◆ **WORK REQUIRED**
Please set the lines down again exactly, from the top of the entries through the line that contains "one. Overrides are".

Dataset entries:
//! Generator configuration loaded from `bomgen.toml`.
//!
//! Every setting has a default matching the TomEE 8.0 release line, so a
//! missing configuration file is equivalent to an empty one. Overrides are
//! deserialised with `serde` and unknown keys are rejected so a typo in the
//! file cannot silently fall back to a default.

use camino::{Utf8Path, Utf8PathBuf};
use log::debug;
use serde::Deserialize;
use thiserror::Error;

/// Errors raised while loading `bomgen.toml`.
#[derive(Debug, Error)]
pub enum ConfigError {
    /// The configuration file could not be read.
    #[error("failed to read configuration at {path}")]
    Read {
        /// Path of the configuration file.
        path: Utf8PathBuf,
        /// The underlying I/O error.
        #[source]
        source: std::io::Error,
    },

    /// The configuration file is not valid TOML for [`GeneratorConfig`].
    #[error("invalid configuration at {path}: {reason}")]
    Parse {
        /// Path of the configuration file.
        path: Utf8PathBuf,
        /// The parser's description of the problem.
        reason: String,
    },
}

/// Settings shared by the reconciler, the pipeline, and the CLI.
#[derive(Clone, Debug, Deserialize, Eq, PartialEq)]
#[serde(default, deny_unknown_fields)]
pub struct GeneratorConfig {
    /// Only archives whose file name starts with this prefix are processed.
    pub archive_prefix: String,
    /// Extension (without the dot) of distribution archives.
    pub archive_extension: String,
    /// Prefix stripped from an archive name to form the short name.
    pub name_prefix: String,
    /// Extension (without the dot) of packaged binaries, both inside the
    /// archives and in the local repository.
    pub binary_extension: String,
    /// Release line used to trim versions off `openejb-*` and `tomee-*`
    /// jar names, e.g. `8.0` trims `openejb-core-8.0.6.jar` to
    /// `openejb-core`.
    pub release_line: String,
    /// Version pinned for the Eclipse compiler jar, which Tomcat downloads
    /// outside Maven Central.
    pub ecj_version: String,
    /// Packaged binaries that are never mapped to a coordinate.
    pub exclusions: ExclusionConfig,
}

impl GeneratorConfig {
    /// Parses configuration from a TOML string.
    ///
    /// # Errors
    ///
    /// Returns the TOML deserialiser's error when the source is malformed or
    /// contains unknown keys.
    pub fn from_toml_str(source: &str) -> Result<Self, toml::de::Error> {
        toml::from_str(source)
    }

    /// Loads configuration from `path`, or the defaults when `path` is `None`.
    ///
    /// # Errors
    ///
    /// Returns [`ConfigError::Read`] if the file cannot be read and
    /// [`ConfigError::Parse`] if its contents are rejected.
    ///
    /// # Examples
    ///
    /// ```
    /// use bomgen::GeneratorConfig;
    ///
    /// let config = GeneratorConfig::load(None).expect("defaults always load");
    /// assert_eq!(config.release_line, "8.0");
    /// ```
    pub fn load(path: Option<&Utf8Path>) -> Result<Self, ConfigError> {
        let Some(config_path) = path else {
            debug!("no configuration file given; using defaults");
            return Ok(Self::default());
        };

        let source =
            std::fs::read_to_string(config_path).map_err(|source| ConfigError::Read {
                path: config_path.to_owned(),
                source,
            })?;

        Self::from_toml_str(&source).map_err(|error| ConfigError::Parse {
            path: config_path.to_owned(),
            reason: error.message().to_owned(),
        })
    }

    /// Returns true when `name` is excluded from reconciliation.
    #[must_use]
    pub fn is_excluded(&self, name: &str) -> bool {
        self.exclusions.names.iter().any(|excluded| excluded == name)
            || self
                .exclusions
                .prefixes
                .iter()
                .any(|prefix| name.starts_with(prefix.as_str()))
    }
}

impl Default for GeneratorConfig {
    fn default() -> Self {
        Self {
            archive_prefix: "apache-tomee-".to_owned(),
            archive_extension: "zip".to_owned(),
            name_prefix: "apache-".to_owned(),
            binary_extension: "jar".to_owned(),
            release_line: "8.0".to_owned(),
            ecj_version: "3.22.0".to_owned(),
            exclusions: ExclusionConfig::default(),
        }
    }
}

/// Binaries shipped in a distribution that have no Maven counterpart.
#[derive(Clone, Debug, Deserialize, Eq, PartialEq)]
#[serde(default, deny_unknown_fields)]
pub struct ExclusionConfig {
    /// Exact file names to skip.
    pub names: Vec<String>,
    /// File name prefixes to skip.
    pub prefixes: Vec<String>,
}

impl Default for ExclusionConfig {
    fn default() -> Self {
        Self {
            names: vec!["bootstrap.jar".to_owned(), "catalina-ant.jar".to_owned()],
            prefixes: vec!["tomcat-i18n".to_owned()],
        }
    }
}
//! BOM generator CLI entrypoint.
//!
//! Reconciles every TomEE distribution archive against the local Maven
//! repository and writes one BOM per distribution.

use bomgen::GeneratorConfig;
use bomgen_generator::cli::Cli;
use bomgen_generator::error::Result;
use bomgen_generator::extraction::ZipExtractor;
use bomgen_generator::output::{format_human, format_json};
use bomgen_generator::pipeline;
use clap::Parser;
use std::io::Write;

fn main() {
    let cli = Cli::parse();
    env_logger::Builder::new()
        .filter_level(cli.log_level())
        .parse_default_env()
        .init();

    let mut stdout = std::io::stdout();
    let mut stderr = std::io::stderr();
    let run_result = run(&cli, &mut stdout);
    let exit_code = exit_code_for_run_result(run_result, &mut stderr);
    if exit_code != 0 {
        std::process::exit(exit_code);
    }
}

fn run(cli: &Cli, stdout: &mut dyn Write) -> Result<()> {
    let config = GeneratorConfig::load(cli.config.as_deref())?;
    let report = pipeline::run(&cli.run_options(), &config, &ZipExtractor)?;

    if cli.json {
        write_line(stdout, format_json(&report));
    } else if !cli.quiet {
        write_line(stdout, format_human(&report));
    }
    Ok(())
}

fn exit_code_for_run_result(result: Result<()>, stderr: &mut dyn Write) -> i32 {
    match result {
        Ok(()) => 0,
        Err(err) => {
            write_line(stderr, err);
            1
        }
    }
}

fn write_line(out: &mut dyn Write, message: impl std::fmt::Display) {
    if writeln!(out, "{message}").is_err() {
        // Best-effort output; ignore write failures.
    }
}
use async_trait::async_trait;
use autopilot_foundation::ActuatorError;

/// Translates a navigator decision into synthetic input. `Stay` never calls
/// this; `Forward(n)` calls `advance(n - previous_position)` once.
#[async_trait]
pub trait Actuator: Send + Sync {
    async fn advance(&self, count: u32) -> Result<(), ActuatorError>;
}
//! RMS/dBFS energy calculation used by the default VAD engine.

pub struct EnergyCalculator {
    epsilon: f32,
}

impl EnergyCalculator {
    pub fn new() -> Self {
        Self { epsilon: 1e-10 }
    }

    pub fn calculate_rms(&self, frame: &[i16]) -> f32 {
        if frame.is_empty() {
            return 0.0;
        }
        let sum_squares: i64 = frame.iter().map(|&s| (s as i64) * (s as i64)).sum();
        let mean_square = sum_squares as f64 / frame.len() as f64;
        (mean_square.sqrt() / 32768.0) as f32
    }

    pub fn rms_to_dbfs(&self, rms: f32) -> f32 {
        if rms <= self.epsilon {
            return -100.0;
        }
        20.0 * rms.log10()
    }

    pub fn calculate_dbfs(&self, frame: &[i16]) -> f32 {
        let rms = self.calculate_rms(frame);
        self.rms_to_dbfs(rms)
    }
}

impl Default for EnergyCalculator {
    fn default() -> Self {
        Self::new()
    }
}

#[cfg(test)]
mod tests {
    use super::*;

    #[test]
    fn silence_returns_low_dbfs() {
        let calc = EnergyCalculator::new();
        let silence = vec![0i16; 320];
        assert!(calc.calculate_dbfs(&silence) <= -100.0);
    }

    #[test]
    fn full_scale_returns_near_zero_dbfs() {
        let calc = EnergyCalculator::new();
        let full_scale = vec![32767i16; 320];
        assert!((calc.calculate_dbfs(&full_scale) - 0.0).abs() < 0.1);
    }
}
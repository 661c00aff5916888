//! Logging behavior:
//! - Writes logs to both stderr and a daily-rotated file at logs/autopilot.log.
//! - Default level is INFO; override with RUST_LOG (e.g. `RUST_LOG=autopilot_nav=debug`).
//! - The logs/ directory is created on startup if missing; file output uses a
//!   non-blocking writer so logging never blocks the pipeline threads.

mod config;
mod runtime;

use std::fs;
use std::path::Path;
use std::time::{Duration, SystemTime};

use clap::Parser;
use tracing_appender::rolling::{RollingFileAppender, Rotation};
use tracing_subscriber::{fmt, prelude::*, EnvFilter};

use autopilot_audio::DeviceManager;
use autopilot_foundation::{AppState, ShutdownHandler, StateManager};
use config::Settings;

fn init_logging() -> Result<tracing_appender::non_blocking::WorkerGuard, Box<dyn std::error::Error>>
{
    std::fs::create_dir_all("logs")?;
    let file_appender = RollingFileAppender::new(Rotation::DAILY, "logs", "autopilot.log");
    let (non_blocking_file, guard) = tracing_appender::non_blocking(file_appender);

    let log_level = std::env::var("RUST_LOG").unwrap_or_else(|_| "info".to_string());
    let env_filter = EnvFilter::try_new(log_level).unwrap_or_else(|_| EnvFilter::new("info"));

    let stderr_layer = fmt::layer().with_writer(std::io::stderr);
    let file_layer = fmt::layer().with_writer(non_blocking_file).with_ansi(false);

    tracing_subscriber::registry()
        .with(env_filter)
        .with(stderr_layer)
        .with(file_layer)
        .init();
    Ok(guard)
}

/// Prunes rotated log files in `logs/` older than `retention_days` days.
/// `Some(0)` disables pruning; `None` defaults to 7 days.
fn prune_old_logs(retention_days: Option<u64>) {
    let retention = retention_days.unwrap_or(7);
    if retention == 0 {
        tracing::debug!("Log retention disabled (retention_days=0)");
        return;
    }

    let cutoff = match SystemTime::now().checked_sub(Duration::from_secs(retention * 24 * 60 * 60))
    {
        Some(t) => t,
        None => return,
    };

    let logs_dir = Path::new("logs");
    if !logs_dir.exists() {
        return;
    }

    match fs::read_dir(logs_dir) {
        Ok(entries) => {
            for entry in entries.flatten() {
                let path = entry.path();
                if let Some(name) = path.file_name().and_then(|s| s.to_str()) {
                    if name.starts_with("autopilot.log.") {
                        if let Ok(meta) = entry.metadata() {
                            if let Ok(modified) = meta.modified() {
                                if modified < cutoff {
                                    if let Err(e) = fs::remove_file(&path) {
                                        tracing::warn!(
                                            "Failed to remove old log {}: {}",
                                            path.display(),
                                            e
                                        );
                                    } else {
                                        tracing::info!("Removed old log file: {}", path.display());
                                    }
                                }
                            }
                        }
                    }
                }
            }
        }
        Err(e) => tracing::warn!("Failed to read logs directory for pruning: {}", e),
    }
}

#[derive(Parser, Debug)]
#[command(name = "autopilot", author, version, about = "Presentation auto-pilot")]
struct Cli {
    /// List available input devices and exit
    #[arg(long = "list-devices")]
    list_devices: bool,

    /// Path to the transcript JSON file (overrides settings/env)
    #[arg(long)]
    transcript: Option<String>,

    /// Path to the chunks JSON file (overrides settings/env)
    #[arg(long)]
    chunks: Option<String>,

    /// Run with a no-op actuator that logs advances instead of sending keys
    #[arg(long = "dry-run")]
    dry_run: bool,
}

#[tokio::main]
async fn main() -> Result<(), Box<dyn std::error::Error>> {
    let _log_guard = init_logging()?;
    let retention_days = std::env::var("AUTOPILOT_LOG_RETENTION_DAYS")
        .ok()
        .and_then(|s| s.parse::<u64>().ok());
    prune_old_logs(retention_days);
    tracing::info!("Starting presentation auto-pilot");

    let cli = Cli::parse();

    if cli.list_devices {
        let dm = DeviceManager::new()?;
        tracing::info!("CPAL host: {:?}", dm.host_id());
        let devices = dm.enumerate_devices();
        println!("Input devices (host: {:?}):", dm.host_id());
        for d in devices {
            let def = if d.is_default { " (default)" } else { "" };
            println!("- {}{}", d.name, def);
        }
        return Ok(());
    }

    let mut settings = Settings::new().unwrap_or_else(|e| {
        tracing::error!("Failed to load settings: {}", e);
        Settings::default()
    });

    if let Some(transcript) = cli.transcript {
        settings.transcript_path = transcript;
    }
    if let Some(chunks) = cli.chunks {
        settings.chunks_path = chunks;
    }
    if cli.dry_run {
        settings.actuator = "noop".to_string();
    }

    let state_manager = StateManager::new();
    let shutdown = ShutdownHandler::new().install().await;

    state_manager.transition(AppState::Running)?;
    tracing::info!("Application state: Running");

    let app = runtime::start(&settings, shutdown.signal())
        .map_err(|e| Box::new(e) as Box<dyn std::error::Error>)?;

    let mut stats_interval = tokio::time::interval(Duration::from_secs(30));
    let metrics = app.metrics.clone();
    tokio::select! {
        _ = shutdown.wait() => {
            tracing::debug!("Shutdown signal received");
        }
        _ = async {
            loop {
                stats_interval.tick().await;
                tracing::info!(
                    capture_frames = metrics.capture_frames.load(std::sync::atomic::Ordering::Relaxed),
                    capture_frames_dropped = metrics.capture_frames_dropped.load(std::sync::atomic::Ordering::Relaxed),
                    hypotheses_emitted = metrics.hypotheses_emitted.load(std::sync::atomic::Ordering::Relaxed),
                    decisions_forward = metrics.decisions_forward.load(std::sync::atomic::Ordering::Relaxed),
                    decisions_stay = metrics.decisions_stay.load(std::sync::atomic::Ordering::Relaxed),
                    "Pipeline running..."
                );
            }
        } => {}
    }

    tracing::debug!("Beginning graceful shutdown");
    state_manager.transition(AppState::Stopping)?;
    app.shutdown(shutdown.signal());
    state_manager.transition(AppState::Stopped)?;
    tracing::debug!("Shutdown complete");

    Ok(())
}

◆ **EXPECTED OUTPUT**
//! Generator configuration loaded from `bomgen.toml`.
//!
//! Every setting has a default matching the TomEE 8.0 release line, so a
//! missing configuration file is equivalent to an empty one. Overrides are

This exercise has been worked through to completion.